▶ Saved data entries:

****************

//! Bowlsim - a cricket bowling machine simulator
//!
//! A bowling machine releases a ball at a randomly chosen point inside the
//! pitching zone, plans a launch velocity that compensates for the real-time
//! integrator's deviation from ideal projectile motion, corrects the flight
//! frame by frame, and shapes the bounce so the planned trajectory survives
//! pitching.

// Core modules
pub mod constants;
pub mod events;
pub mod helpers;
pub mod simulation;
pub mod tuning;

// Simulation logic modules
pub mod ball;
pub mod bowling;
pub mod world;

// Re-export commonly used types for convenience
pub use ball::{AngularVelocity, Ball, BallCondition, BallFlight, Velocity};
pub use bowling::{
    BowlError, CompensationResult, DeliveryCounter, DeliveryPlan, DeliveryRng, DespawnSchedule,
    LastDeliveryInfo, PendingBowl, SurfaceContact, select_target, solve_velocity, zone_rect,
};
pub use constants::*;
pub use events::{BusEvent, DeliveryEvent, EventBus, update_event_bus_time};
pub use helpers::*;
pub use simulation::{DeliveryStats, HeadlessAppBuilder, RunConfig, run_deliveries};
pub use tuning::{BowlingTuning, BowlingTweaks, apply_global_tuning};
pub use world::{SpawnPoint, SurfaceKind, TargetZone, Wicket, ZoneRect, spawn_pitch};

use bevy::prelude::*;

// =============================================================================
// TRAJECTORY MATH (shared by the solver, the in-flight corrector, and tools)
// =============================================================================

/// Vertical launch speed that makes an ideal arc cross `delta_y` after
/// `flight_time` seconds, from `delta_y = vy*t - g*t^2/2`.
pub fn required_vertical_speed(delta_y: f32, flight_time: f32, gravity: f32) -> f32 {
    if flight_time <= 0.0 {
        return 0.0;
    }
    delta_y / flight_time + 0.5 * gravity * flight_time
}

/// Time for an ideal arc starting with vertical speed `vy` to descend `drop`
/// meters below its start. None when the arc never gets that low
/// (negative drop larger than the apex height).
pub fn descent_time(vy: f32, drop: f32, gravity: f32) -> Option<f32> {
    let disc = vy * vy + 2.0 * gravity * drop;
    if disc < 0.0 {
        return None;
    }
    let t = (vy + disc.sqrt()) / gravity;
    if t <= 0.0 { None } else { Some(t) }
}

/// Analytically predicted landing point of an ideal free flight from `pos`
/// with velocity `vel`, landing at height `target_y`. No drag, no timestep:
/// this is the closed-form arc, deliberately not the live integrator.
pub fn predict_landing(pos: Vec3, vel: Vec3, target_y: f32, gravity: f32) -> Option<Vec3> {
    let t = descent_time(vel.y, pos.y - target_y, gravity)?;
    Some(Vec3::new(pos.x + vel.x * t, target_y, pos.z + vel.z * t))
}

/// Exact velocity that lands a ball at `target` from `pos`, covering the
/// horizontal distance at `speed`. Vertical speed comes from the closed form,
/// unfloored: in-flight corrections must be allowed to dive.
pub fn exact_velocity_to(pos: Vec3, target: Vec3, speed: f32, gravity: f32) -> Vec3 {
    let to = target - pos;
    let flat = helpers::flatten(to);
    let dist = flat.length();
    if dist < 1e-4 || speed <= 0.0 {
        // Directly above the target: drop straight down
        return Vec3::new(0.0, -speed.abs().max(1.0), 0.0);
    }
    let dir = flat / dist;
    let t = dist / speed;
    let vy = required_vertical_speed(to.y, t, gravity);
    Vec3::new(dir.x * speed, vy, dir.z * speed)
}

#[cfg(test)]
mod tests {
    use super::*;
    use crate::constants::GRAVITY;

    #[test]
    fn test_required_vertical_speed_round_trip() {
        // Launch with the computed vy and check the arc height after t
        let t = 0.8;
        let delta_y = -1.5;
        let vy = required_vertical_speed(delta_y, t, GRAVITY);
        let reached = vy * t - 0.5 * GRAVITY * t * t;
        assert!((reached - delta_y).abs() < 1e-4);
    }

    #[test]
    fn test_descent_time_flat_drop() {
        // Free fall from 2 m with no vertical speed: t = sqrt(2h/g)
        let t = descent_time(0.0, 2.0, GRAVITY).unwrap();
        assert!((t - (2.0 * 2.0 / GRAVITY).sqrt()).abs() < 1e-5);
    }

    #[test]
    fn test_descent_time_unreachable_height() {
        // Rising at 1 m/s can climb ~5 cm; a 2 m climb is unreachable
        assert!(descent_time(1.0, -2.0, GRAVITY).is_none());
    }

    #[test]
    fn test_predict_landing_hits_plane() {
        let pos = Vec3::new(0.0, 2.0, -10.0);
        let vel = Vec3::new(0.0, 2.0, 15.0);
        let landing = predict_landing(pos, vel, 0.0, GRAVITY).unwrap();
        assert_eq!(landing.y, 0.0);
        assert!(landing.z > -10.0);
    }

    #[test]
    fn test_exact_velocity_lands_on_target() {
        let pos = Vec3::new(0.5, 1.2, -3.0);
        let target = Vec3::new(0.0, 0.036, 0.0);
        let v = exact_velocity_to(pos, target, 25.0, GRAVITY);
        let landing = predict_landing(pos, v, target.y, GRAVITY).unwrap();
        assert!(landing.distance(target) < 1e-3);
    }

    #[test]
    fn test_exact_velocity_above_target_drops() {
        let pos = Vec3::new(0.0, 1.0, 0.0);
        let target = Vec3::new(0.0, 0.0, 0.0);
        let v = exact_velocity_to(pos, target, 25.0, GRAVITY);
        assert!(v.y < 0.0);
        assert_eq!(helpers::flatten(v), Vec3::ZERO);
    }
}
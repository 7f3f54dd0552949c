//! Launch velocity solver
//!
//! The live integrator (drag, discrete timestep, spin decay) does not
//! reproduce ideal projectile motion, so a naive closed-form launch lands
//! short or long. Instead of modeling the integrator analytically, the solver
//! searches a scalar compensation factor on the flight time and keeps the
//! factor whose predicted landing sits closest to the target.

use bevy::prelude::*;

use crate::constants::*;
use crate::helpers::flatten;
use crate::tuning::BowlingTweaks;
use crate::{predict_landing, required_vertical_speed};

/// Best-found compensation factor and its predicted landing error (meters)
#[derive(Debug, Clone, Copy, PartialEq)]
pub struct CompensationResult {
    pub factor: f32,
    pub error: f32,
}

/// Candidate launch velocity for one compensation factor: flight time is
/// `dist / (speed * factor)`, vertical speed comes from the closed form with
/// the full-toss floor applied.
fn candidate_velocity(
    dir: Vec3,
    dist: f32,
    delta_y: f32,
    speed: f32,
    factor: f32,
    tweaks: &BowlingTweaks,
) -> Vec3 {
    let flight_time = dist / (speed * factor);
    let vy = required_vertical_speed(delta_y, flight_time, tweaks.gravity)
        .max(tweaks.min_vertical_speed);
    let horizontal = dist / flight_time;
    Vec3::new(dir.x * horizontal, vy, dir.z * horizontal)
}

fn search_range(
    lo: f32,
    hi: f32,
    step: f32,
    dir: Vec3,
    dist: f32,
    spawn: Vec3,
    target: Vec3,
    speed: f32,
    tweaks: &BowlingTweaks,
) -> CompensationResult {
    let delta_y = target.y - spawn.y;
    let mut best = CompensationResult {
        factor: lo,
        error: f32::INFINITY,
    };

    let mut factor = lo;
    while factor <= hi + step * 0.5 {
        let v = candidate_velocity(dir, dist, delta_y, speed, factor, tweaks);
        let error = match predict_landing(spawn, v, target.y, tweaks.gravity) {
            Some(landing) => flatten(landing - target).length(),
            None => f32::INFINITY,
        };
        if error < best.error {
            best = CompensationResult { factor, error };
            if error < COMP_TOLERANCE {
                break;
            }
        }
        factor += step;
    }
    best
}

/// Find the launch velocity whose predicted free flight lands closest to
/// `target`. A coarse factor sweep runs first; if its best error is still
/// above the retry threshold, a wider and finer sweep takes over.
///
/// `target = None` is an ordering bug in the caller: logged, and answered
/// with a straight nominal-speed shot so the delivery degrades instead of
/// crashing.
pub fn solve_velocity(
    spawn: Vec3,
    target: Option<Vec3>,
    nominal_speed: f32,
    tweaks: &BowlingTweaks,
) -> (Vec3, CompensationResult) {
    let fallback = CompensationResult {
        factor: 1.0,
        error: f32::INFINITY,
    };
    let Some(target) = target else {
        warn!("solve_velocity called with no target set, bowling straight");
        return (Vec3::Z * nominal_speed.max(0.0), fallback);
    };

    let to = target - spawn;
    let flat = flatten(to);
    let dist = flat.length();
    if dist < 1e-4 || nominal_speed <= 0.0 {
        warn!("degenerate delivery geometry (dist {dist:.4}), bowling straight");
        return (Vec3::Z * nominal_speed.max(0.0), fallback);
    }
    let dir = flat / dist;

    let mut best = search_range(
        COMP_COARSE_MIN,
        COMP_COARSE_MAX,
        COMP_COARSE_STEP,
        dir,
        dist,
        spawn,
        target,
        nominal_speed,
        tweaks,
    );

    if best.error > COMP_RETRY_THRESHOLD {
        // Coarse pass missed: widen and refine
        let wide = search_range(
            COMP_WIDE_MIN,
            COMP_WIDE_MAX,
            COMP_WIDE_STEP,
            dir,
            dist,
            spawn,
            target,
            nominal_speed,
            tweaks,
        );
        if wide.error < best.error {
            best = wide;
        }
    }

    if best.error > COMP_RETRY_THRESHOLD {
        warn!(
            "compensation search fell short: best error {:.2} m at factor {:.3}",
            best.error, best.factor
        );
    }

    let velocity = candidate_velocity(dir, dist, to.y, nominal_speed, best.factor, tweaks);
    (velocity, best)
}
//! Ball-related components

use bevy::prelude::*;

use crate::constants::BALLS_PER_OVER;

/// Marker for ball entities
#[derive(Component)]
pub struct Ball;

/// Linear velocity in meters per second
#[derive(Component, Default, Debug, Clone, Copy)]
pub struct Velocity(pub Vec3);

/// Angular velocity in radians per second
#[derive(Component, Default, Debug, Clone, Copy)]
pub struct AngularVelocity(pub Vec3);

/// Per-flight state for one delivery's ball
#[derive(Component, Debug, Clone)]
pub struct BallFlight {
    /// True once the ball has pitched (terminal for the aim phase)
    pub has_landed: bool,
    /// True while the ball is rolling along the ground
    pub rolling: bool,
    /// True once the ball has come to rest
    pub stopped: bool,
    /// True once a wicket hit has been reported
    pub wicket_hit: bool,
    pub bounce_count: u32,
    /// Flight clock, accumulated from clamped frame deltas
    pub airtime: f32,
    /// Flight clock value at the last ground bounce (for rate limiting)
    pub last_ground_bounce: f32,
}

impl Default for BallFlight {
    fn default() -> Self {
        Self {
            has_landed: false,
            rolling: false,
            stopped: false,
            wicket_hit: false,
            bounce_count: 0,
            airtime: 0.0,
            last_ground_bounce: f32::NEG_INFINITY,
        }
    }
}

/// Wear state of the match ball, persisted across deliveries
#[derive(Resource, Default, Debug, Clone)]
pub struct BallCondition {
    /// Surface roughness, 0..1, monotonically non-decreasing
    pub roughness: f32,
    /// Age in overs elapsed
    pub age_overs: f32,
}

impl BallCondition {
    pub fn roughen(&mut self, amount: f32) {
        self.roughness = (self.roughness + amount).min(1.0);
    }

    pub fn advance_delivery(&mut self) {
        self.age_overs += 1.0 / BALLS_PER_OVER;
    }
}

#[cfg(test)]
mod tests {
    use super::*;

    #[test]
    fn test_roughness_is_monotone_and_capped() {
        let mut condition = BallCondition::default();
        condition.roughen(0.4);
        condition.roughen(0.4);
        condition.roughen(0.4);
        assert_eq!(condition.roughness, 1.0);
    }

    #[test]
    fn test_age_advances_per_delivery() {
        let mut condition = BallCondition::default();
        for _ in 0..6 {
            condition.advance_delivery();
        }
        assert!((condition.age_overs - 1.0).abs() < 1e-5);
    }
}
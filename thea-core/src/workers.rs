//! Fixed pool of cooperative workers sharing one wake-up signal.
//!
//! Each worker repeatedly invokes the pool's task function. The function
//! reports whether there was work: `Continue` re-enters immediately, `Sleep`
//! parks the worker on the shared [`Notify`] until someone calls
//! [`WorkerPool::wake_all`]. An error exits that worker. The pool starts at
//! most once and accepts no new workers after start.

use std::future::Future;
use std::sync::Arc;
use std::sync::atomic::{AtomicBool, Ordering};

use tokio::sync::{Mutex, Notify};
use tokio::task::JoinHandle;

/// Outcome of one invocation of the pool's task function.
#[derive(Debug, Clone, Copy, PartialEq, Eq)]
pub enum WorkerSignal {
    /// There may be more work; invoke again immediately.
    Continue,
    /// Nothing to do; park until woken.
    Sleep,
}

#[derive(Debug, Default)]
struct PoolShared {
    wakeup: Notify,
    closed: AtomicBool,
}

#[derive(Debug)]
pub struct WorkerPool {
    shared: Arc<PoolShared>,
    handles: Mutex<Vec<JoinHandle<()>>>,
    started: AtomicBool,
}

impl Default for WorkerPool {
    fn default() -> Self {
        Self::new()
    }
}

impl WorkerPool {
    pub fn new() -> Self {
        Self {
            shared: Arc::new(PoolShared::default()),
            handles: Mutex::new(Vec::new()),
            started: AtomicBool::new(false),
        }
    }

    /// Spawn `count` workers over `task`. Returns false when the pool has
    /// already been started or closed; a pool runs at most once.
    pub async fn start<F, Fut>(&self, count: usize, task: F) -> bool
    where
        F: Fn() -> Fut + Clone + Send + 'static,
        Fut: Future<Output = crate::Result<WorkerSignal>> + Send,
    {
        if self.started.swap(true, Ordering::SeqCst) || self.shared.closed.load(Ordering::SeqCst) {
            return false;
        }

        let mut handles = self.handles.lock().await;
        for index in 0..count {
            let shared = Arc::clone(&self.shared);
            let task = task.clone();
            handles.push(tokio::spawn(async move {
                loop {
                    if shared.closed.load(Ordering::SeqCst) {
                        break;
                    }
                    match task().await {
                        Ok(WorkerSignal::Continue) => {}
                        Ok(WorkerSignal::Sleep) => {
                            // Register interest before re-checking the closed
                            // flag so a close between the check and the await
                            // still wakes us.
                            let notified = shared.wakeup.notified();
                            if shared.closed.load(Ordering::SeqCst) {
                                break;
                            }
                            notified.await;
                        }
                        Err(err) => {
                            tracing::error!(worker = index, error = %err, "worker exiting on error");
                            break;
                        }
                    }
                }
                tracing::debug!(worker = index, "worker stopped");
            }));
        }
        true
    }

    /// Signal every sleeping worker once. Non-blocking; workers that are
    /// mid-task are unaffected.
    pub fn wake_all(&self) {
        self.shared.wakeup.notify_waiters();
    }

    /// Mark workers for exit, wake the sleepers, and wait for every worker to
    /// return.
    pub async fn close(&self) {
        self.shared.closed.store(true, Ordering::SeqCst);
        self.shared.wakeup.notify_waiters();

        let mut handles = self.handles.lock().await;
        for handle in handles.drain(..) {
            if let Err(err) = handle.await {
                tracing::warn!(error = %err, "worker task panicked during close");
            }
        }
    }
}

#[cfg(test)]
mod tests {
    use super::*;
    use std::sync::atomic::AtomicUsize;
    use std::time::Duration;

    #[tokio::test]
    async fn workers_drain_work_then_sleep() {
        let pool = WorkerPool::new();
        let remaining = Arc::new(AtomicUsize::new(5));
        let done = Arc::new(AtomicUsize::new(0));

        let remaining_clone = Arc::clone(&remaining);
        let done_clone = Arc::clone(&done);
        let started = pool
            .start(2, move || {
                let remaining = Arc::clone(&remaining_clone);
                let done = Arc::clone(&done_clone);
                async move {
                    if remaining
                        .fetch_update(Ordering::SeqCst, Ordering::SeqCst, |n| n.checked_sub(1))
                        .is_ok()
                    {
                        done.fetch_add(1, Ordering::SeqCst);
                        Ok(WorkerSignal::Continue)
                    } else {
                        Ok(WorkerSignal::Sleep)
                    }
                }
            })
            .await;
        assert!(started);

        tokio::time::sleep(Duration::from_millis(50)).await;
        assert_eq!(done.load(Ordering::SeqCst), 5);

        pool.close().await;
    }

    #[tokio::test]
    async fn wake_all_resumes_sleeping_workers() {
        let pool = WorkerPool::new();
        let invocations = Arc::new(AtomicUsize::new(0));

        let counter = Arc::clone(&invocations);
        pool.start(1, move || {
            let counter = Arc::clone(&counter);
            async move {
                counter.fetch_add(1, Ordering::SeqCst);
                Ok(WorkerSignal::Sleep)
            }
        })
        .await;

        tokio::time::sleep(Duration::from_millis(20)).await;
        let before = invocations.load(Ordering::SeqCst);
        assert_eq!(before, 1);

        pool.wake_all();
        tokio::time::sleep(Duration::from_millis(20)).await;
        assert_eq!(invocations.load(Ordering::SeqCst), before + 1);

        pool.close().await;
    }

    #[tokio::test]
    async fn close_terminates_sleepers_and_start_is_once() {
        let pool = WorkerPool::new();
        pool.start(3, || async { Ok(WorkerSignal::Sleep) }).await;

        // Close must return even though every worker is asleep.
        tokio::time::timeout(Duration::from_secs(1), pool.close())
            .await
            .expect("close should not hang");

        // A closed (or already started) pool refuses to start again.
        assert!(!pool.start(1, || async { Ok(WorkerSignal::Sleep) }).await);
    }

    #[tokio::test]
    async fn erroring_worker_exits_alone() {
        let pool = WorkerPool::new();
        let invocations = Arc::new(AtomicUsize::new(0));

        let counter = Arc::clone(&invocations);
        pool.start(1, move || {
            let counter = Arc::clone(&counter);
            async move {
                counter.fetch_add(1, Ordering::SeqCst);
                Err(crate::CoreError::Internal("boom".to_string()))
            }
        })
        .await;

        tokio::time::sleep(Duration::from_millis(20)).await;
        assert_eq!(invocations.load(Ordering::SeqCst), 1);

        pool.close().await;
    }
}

****************

▶ Instructions to follow: Give back every line from the beginning of the records through the line holding "types for convenience", exactly as it reads, and leave out the rest.

▶ Result for this task:
//! Bowlsim - a cricket bowling machine simulator
//!
//! A bowling machine releases a ball at a randomly chosen point inside the
//! pitching zone, plans a launch velocity that compensates for the real-time
//! integrator's deviation from ideal projectile motion, corrects the flight
//! frame by frame, and shapes the bounce so the planned trajectory survives
//! pitching.

// Core modules
pub mod constants;
pub mod events;
pub mod helpers;
pub mod simulation;
pub mod tuning;

// Simulation logic modules
pub mod ball;
pub mod bowling;
pub mod world;

// Re-export commonly used types for convenience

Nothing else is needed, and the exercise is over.